_EXERCISE REQUIREMENTS_: Scan the material for "https". Copy every line it appears in.

_GIVEN DATA_:
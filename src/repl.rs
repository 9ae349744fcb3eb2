//! REPL Driver
//!
//! The read-eval-print loop: prompt for a line, detect exit keywords,
//! forward everything else to the agent executor, print the reply.
//! A failed turn is printed and the loop continues; only the operator
//! ends the session.

use anyhow::Result;
use colored::Colorize;
use dialoguer::Input;
use serde_json::{json, Value};
use tracing::debug;

use crate::agent::AgentExecutor;

/// Whether a line of input ends the session: absent/empty input, or the
/// literal `exit` / `quit` keywords, case-insensitively after trimming.
pub fn should_terminate(input: &str) -> bool {
    let trimmed = input.trim();
    trimmed.is_empty()
        || trimmed.eq_ignore_ascii_case("exit")
        || trimmed.eq_ignore_ascii_case("quit")
}

/// Extract the printable text from an executor reply: the `output`
/// field when the reply carries one, otherwise the raw reply value.
pub fn format_reply(reply: &Value) -> String {
    match reply.get("output") {
        Some(Value::String(text)) => text.clone(),
        Some(value) if !value.is_null() => value.to_string(),
        _ => reply.to_string(),
    }
}

/// Run the loop until the operator exits. Bootstrap has already
/// happened; nothing in here is fatal.
pub async fn run(executor: &mut AgentExecutor) -> Result<()> {
    println!("Hedera Agent CLI Chatbot — type \"exit\" to quit");

    loop {
        let line = match Input::<String>::new()
            .with_prompt("You")
            .allow_empty(true)
            .interact_text()
        {
            Ok(line) => line,
            // EOF or interrupt reads as absent input and ends the session.
            Err(err) => {
                debug!(error = %err, "input closed");
                String::new()
            }
        };

        if should_terminate(&line) {
            println!("Goodbye!");
            break;
        }

        // The raw line is forwarded untrimmed; trimming is only for
        // exit detection.
        match executor.invoke(json!({ "input": line })).await {
            Ok(reply) => println!("{} {}", "AI:".green().bold(), format_reply(&reply)),
            Err(err) => eprintln!("{} {:#}", "Error:".red(), err),
        }
    }

    Ok(())
}

#[cfg(test)]
mod tests {
    use super::*;

    #[test]
    fn test_exit_keywords_terminate() {
        assert!(should_terminate("exit"));
        assert!(should_terminate("quit"));
        assert!(should_terminate("EXIT"));
        assert!(should_terminate("  Quit  "));
    }

    #[test]
    fn test_empty_input_terminates() {
        assert!(should_terminate(""));
        assert!(should_terminate("   "));
    }

    #[test]
    fn test_ordinary_input_does_not_terminate() {
        assert!(!should_terminate("What is my balance?"));
        assert!(!should_terminate("exit now"));
        assert!(!should_terminate("quitting"));
    }

    #[test]
    fn test_format_reply_prefers_output_field() {
        let reply = json!({ "input": "hi", "output": "Hello!" });
        assert_eq!(format_reply(&reply), "Hello!");
    }

    #[test]
    fn test_format_reply_falls_back_to_raw_value() {
        let reply = json!({ "input": "hi" });
        assert_eq!(format_reply(&reply), reply.to_string());

        let reply = json!({ "output": null, "other": 1 });
        assert_eq!(format_reply(&reply), reply.to_string());
    }

    #[test]
    fn test_format_reply_stringifies_non_string_output() {
        let reply = json!({ "output": { "nested": true } });
        assert_eq!(format_reply(&reply), "{\"nested\":true}");
    }
}
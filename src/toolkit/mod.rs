//! Hedera Toolkit
//!
//! Bundles the Hedera operations the agent may call, bound to one
//! network client. The executor consumes the toolkit through
//! `get_tools()` and `execute()`; the REPL never touches it.

pub mod tools;

use anyhow::Result;
use serde::{Deserialize, Serialize};
use serde_json::Value;

use crate::hedera::HederaClient;
use crate::types::ToolCallResult;

pub use tools::{create_hedera_tools, tools_to_inference_format, HederaTool};

/// How the toolkit executes operations on behalf of the agent.
///
/// `Autonomous` executes directly with the operator's credentials.
/// `ReturnBytes` is reserved for flows where a human signs elsewhere;
/// query operations behave identically in both modes.
#[derive(Clone, Copy, Debug, Serialize, Deserialize, PartialEq, Eq)]
#[serde(rename_all = "camelCase")]
pub enum AgentMode {
    Autonomous,
    ReturnBytes,
}

/// Execution context the toolkit is configured with.
#[derive(Clone, Debug)]
pub struct ToolkitContext {
    pub mode: AgentMode,
}

/// Toolkit configuration: an explicit tool allow-list (empty means
/// "expose every tool") and the execution context.
#[derive(Clone, Debug)]
pub struct ToolkitConfiguration {
    pub tools: Vec<String>,
    pub context: ToolkitContext,
}

impl Default for ToolkitConfiguration {
    fn default() -> Self {
        Self {
            tools: Vec::new(),
            context: ToolkitContext {
                mode: AgentMode::Autonomous,
            },
        }
    }
}

/// The toolkit: tool descriptors bound to a network client.
pub struct HederaToolkit {
    client: HederaClient,
    mode: AgentMode,
    tools: Vec<HederaTool>,
}

impl HederaToolkit {
    /// Build the toolkit. An unknown name in the allow-list is a
    /// configuration error and fails the bootstrap.
    pub fn new(client: HederaClient, configuration: ToolkitConfiguration) -> Result<Self> {
        let all = create_hedera_tools();

        let tools = if configuration.tools.is_empty() {
            all
        } else {
            let mut selected = Vec::with_capacity(configuration.tools.len());
            for name in &configuration.tools {
                match all.iter().find(|t| &t.name == name) {
                    Some(tool) => selected.push(tool.clone()),
                    None => anyhow::bail!("Unknown tool in allow-list: {}", name),
                }
            }
            selected
        };

        Ok(Self {
            client,
            mode: configuration.context.mode,
            tools,
        })
    }

    /// The tool descriptor list lent to the agent executor.
    pub fn get_tools(&self) -> Vec<HederaTool> {
        self.tools.clone()
    }

    pub fn mode(&self) -> AgentMode {
        self.mode
    }

    pub fn operator_account(&self) -> &str {
        &self.client.operator.account_id
    }

    /// Execute one tool call. Failures surface inside the result, never
    /// as a panic or an `Err` that could kill the turn loop.
    pub async fn execute(&self, name: &str, args: &Value) -> ToolCallResult {
        tools::execute_tool(name, args, &self.tools, &self.client).await
    }
}

#[cfg(test)]
mod tests {
    use super::*;
    use crate::config::Settings;
    use crate::hedera::Operator;
    use crate::types::Network;

    fn test_client() -> HederaClient {
        let settings = Settings {
            operator_account_id: "0.0.2".to_string(),
            operator_private_key: format!("0x{}", "5".repeat(64)),
            network: Network::Testnet,
            model: "gpt-4o-mini".to_string(),
            prompt_repo: "hwchase17/structured-chat-agent".to_string(),
            openai_api_key: "sk-test".to_string(),
            openai_base_url: "https://api.openai.com".to_string(),
        };
        let operator = Operator::from_settings(&settings).unwrap();
        HederaClient::for_network(Network::Testnet, operator)
    }

    #[test]
    fn test_empty_allow_list_exposes_every_tool() {
        let toolkit = HederaToolkit::new(test_client(), ToolkitConfiguration::default()).unwrap();
        assert_eq!(toolkit.get_tools().len(), create_hedera_tools().len());
        assert_eq!(toolkit.mode(), AgentMode::Autonomous);
    }

    #[test]
    fn test_allow_list_filters_by_name() {
        let configuration = ToolkitConfiguration {
            tools: vec!["get_hbar_balance".to_string(), "get_token_info".to_string()],
            context: ToolkitContext {
                mode: AgentMode::Autonomous,
            },
        };
        let toolkit = HederaToolkit::new(test_client(), configuration).unwrap();
        let names: Vec<String> = toolkit.get_tools().into_iter().map(|t| t.name).collect();
        assert_eq!(names, vec!["get_hbar_balance", "get_token_info"]);
    }

    #[test]
    fn test_unknown_allow_list_entry_is_rejected() {
        let configuration = ToolkitConfiguration {
            tools: vec!["transfer_everything".to_string()],
            context: ToolkitContext {
                mode: AgentMode::Autonomous,
            },
        };
        assert!(HederaToolkit::new(test_client(), configuration).is_err());
    }
}
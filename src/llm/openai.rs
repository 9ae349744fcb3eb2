//! OpenAI Chat Completions Client
//!
//! Wraps the /v1/chat/completions endpoint. The model's reasoning is
//! opaque to this crate: messages and tool definitions go in, one
//! message (possibly carrying tool calls) comes out.

use anyhow::{Context, Result};
use async_trait::async_trait;
use reqwest::Client;
use serde_json::Value;

use crate::types::{
    ChatMessage, ChatRole, InferenceClient, InferenceOptions, InferenceResponse,
    InferenceToolCall, InferenceToolCallFunction, TokenUsage,
};

/// Default completion budget per turn.
const DEFAULT_MAX_TOKENS: u32 = 4096;

/// Chat completions client bound to one model.
pub struct OpenAiChatClient {
    base_url: String,
    api_key: String,
    model: String,
    http: Client,
}

impl OpenAiChatClient {
    /// Create a new client.
    ///
    /// * `base_url` - API base, e.g. `https://api.openai.com`.
    /// * `api_key` - Bearer token.
    /// * `model` - Model identifier, e.g. `gpt-4o-mini`.
    pub fn new(base_url: String, api_key: String, model: String) -> Self {
        Self {
            base_url,
            api_key,
            model,
            http: Client::new(),
        }
    }
}

#[async_trait]
impl InferenceClient for OpenAiChatClient {
    async fn chat(
        &self,
        messages: Vec<ChatMessage>,
        options: Option<InferenceOptions>,
    ) -> Result<InferenceResponse> {
        let formatted_messages: Vec<Value> = messages.iter().map(format_message).collect();

        let max_tokens = options
            .as_ref()
            .and_then(|o| o.max_tokens)
            .unwrap_or(DEFAULT_MAX_TOKENS);

        let mut body = serde_json::json!({
            "model": self.model,
            "messages": formatted_messages,
            "max_tokens": max_tokens,
            "stream": false,
        });

        if let Some(ref opts) = options {
            if let Some(temp) = opts.temperature {
                body["temperature"] = serde_json::json!(temp);
            }
            if let Some(ref tool_defs) = opts.tools {
                if !tool_defs.is_empty() {
                    body["tools"] = serde_json::json!(tool_defs);
                    body["tool_choice"] = serde_json::json!("auto");
                }
            }
        }

        let url = format!("{}/v1/chat/completions", self.base_url);
        let resp = self
            .http
            .post(&url)
            .header("Content-Type", "application/json")
            .header("Authorization", format!("Bearer {}", self.api_key))
            .json(&body)
            .send()
            .await
            .context("Chat completion request failed")?;

        let status = resp.status();
        if !status.is_success() {
            let text = resp.text().await.unwrap_or_default();
            anyhow::bail!("Chat completion error: {}: {}", status.as_u16(), text);
        }

        let data: Value = resp
            .json()
            .await
            .context("Failed to parse chat completion response")?;

        parse_response(&data, &self.model)
    }

    fn model_id(&self) -> String {
        self.model.clone()
    }
}

/// Parse a chat completion body into an `InferenceResponse`.
fn parse_response(data: &Value, requested_model: &str) -> Result<InferenceResponse> {
    let choice = data["choices"]
        .get(0)
        .ok_or_else(|| anyhow::anyhow!("No completion choice returned"))?;

    let message = &choice["message"];

    let usage = TokenUsage {
        prompt_tokens: data["usage"]["prompt_tokens"].as_u64().unwrap_or(0),
        completion_tokens: data["usage"]["completion_tokens"].as_u64().unwrap_or(0),
        total_tokens: data["usage"]["total_tokens"].as_u64().unwrap_or(0),
    };

    let tool_calls: Option<Vec<InferenceToolCall>> = message["tool_calls"].as_array().map(|tcs| {
        tcs.iter()
            .map(|tc| InferenceToolCall {
                id: tc["id"].as_str().unwrap_or("").to_string(),
                call_type: "function".to_string(),
                function: InferenceToolCallFunction {
                    name: tc["function"]["name"].as_str().unwrap_or("").to_string(),
                    arguments: tc["function"]["arguments"]
                        .as_str()
                        .unwrap_or("{}")
                        .to_string(),
                },
            })
            .collect()
    });

    let role = match message["role"].as_str().unwrap_or("assistant") {
        "system" => ChatRole::System,
        "user" => ChatRole::User,
        "tool" => ChatRole::Tool,
        _ => ChatRole::Assistant,
    };

    let response_message = ChatMessage {
        role,
        content: message["content"].as_str().unwrap_or("").to_string(),
        tool_calls: tool_calls.clone(),
        tool_call_id: message["tool_call_id"].as_str().map(|s| s.to_string()),
    };

    Ok(InferenceResponse {
        id: data["id"].as_str().unwrap_or("").to_string(),
        model: data["model"].as_str().unwrap_or(requested_model).to_string(),
        message: response_message,
        tool_calls,
        usage,
        finish_reason: choice["finish_reason"].as_str().unwrap_or("stop").to_string(),
    })
}

/// Format a `ChatMessage` into the JSON shape the API expects.
fn format_message(msg: &ChatMessage) -> Value {
    let mut formatted = serde_json::json!({
        "role": msg.role,
        "content": msg.content,
    });

    if let Some(ref tool_calls) = msg.tool_calls {
        let tc_json: Vec<Value> = tool_calls
            .iter()
            .map(|tc| {
                serde_json::json!({
                    "id": tc.id,
                    "type": tc.call_type,
                    "function": {
                        "name": tc.function.name,
                        "arguments": tc.function.arguments,
                    }
                })
            })
            .collect();
        formatted["tool_calls"] = serde_json::json!(tc_json);
    }

    if let Some(ref tool_call_id) = msg.tool_call_id {
        formatted["tool_call_id"] = serde_json::json!(tool_call_id);
    }

    formatted
}

#[cfg(test)]
mod tests {
    use super::*;
    use serde_json::json;

    #[test]
    fn test_parse_response_plain_text() {
        let data = json!({
            "id": "chatcmpl-1",
            "model": "gpt-4o-mini",
            "choices": [{
                "message": { "role": "assistant", "content": "Hello there." },
                "finish_reason": "stop"
            }],
            "usage": { "prompt_tokens": 10, "completion_tokens": 4, "total_tokens": 14 }
        });

        let parsed = parse_response(&data, "gpt-4o-mini").unwrap();
        assert_eq!(parsed.message.content, "Hello there.");
        assert!(parsed.tool_calls.is_none());
        assert_eq!(parsed.finish_reason, "stop");
        assert_eq!(parsed.usage.total_tokens, 14);
    }

    #[test]
    fn test_parse_response_with_tool_calls() {
        let data = json!({
            "id": "chatcmpl-2",
            "model": "gpt-4o-mini",
            "choices": [{
                "message": {
                    "role": "assistant",
                    "content": null,
                    "tool_calls": [{
                        "id": "call_1",
                        "type": "function",
                        "function": {
                            "name": "get_hbar_balance",
                            "arguments": "{\"account_id\":\"0.0.1\"}"
                        }
                    }]
                },
                "finish_reason": "tool_calls"
            }],
            "usage": {}
        });

        let parsed = parse_response(&data, "gpt-4o-mini").unwrap();
        let calls = parsed.tool_calls.unwrap();
        assert_eq!(calls.len(), 1);
        assert_eq!(calls[0].function.name, "get_hbar_balance");
        assert_eq!(parsed.finish_reason, "tool_calls");
    }

    #[test]
    fn test_parse_response_requires_a_choice() {
        let data = json!({ "choices": [] });
        assert!(parse_response(&data, "gpt-4o-mini").is_err());
    }

    #[test]
    fn test_format_message_carries_tool_call_id() {
        let msg = ChatMessage::tool("result text", "call_9");
        let formatted = format_message(&msg);
        assert_eq!(formatted["role"], "tool");
        assert_eq!(formatted["tool_call_id"], "call_9");
    }
}
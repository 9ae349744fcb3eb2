//! Hedera Agent CLI Chatbot
//!
//! Entry point: parse CLI args, run the bootstrap sequence, then hand
//! the assembled executor to the REPL. Any bootstrap failure is fatal
//! and reported before the first prompt.

use std::sync::Arc;

use anyhow::{Context, Result};
use clap::Parser;
use tracing::info;
use tracing_subscriber::EnvFilter;

use hedera_chat::agent::{AgentExecutor, BufferMemory, StructuredChatAgent};
use hedera_chat::config::Settings;
use hedera_chat::hedera::{HederaClient, Operator};
use hedera_chat::hub::HubClient;
use hedera_chat::llm::OpenAiChatClient;
use hedera_chat::repl;
use hedera_chat::toolkit::{AgentMode, HederaToolkit, ToolkitConfiguration, ToolkitContext};
use hedera_chat::types::Network;

/// Hedera Agent CLI Chatbot
#[derive(Parser, Debug)]
#[command(
    name = "hedera-chat",
    version,
    about = "Chat with a tool-calling agent bound to the Hedera network"
)]
struct Cli {
    /// Hedera network the operator account lives on
    #[arg(long, value_enum, default_value_t = Network::Testnet)]
    network: Network,

    /// Model identifier for the chat completions endpoint
    #[arg(long)]
    model: Option<String>,

    /// Prompt registry entry to pull (owner/name)
    #[arg(long)]
    prompt_repo: Option<String>,
}

/// Assemble the executor. Each stage consumes the previous stage's
/// output, so the order here is a correctness requirement.
async fn bootstrap(cli: Cli) -> Result<AgentExecutor> {
    // Environment and credential validation
    let settings = Settings::from_env(cli.network, cli.model, cli.prompt_repo)
        .context("Failed to load configuration from environment")?;
    info!(network = %settings.network, model = %settings.model, "configuration loaded");

    // Language-model client
    let llm = Arc::new(OpenAiChatClient::new(
        settings.openai_base_url.clone(),
        settings.openai_api_key.clone(),
        settings.model.clone(),
    ));

    // Network client from the operator credentials
    let operator =
        Operator::from_settings(&settings).context("Failed to construct operator identity")?;
    info!(account = %operator.account_id, evm_address = %operator.evm_address, "operator ready");
    let client = HederaClient::for_network(settings.network, operator);

    // Toolkit: autonomous execution, empty allow-list loads every tool
    let toolkit = HederaToolkit::new(
        client,
        ToolkitConfiguration {
            tools: Vec::new(),
            context: ToolkitContext {
                mode: AgentMode::Autonomous,
            },
        },
    )
    .context("Failed to construct Hedera toolkit")?;

    // Structured chat prompt from the registry
    let template = HubClient::default()
        .pull(&settings.prompt_repo)
        .await
        .context("Failed to fetch prompt template")?;

    // Tools from the toolkit, then the agent over (model, tools, prompt)
    let tools = toolkit.get_tools();
    info!(tool_count = tools.len(), "toolkit ready");
    let agent = StructuredChatAgent::new(llm, &tools, &template)
        .context("Failed to construct agent")?;

    // Conversation memory, then the executor binding it all together
    let memory = BufferMemory::new();
    Ok(AgentExecutor::new(agent, toolkit, memory))
}

#[tokio::main]
async fn main() {
    dotenvy::dotenv().ok();

    tracing_subscriber::fmt()
        .with_env_filter(
            EnvFilter::try_from_default_env().unwrap_or_else(|_| EnvFilter::new("hedera_chat=warn")),
        )
        .init();

    let cli = Cli::parse();

    let mut executor = match bootstrap(cli).await {
        Ok(executor) => executor,
        Err(err) => {
            eprintln!("Fatal error during CLI bootstrap: {:#}", err);
            std::process::exit(1);
        }
    };

    if let Err(err) = repl::run(&mut executor).await {
        eprintln!("Fatal: {:#}", err);
        std::process::exit(1);
    }
}
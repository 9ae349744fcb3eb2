//! Chatbot Configuration
//!
//! Loads operator credentials and runtime settings from the process
//! environment. Credentials are validated here so a bad environment
//! fails the bootstrap, never the first chat turn.

use regex::Regex;
use thiserror::Error;

use crate::types::Network;

/// Default model identifier for the language-model client.
pub const DEFAULT_MODEL: &str = "gpt-4o-mini";

/// Default prompt registry entry for the structured chat agent.
pub const DEFAULT_PROMPT_REPO: &str = "hwchase17/structured-chat-agent";

/// Default base URL for the OpenAI-compatible chat completions API.
pub const DEFAULT_OPENAI_BASE_URL: &str = "https://api.openai.com";

/// DER prefix Hedera tooling emits in front of raw ECDSA private key bytes.
const ECDSA_DER_PREFIX: &str = "3030020100300706052b8104000a04220420";

/// A configuration failure. Always fatal: reported to the operator and
/// the process exits before the REPL starts.
#[derive(Debug, Error)]
pub enum ConfigError {
    #[error("missing required environment variable {0}")]
    Missing(&'static str),
    #[error("malformed {name}: {reason}")]
    Malformed { name: &'static str, reason: String },
}

/// Immutable runtime settings, resolved once at bootstrap.
#[derive(Clone, Debug)]
pub struct Settings {
    /// Operator account in `shard.realm.num` form, e.g. `0.0.12345`.
    pub operator_account_id: String,
    /// Normalized (0x-prefixed, 64 hex chars) ECDSA private key.
    pub operator_private_key: String,
    pub network: Network,
    pub model: String,
    pub prompt_repo: String,
    pub openai_api_key: String,
    pub openai_base_url: String,
}

impl Settings {
    /// Resolve settings from the environment, applying CLI overrides.
    ///
    /// Credentials accept both the `HEDERA_`-prefixed variable names and
    /// the bare `ACCOUNT_ID` / `PRIVATE_KEY` names.
    pub fn from_env(
        network: Network,
        model: Option<String>,
        prompt_repo: Option<String>,
    ) -> Result<Self, ConfigError> {
        let account_raw = env_any(&["HEDERA_ACCOUNT_ID", "ACCOUNT_ID"])
            .ok_or(ConfigError::Missing("ACCOUNT_ID"))?;
        let key_raw = env_any(&["HEDERA_PRIVATE_KEY", "PRIVATE_KEY"])
            .ok_or(ConfigError::Missing("PRIVATE_KEY"))?;

        let operator_account_id = validate_account_id(&account_raw)?;
        let operator_private_key = normalize_private_key(&key_raw)?;

        let openai_api_key =
            env_any(&["OPENAI_API_KEY"]).ok_or(ConfigError::Missing("OPENAI_API_KEY"))?;
        let openai_base_url = env_any(&["OPENAI_BASE_URL"])
            .unwrap_or_else(|| DEFAULT_OPENAI_BASE_URL.to_string());

        Ok(Settings {
            operator_account_id,
            operator_private_key,
            network,
            model: model.unwrap_or_else(|| DEFAULT_MODEL.to_string()),
            prompt_repo: prompt_repo.unwrap_or_else(|| DEFAULT_PROMPT_REPO.to_string()),
            openai_api_key,
            openai_base_url,
        })
    }
}

/// Return the first non-empty value among the given environment variables.
fn env_any(names: &[&str]) -> Option<String> {
    for name in names {
        if let Ok(value) = std::env::var(name) {
            let trimmed = value.trim().to_string();
            if !trimmed.is_empty() {
                return Some(trimmed);
            }
        }
    }
    None
}

/// Validate an account identifier of the form `shard.realm.num`.
pub fn validate_account_id(value: &str) -> Result<String, ConfigError> {
    let trimmed = value.trim();
    let re = Regex::new(r"^\d+\.\d+\.\d+$").map_err(|err| ConfigError::Malformed {
        name: "ACCOUNT_ID",
        reason: format!("pattern error: {}", err),
    })?;
    if re.is_match(trimmed) {
        Ok(trimmed.to_string())
    } else {
        Err(ConfigError::Malformed {
            name: "ACCOUNT_ID",
            reason: format!("expected shard.realm.num, got {:?}", trimmed),
        })
    }
}

/// Normalize an ECDSA private key to 0x-prefixed raw hex.
///
/// Accepts raw 32-byte hex (with or without `0x`) and the DER-encoded
/// form Hedera key tooling produces. The scalar itself is validated when
/// the signer is constructed in `hedera::client`.
pub fn normalize_private_key(value: &str) -> Result<String, ConfigError> {
    let mut key = value.trim().to_lowercase();
    if let Some(stripped) = key.strip_prefix("0x") {
        key = stripped.to_string();
    }
    if let Some(stripped) = key.strip_prefix(ECDSA_DER_PREFIX) {
        key = stripped.to_string();
    }

    if key.len() != 64 || !key.chars().all(|c| c.is_ascii_hexdigit()) {
        return Err(ConfigError::Malformed {
            name: "PRIVATE_KEY",
            reason: "expected 32 bytes of hex (raw or DER-encoded ECDSA key)".to_string(),
        });
    }

    Ok(format!("0x{}", key))
}
//! Language-model client. One implementation: an OpenAI-compatible chat
//! completions endpoint.

pub mod openai;

pub use openai::OpenAiChatClient;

_WRITTEN REPLY_:
            openai_base_url: "https://api.openai.com".to_string(),
    /// * `base_url` - API base, e.g. `https://api.openai.com`.
pub const DEFAULT_OPENAI_BASE_URL: &str = "https://api.openai.com";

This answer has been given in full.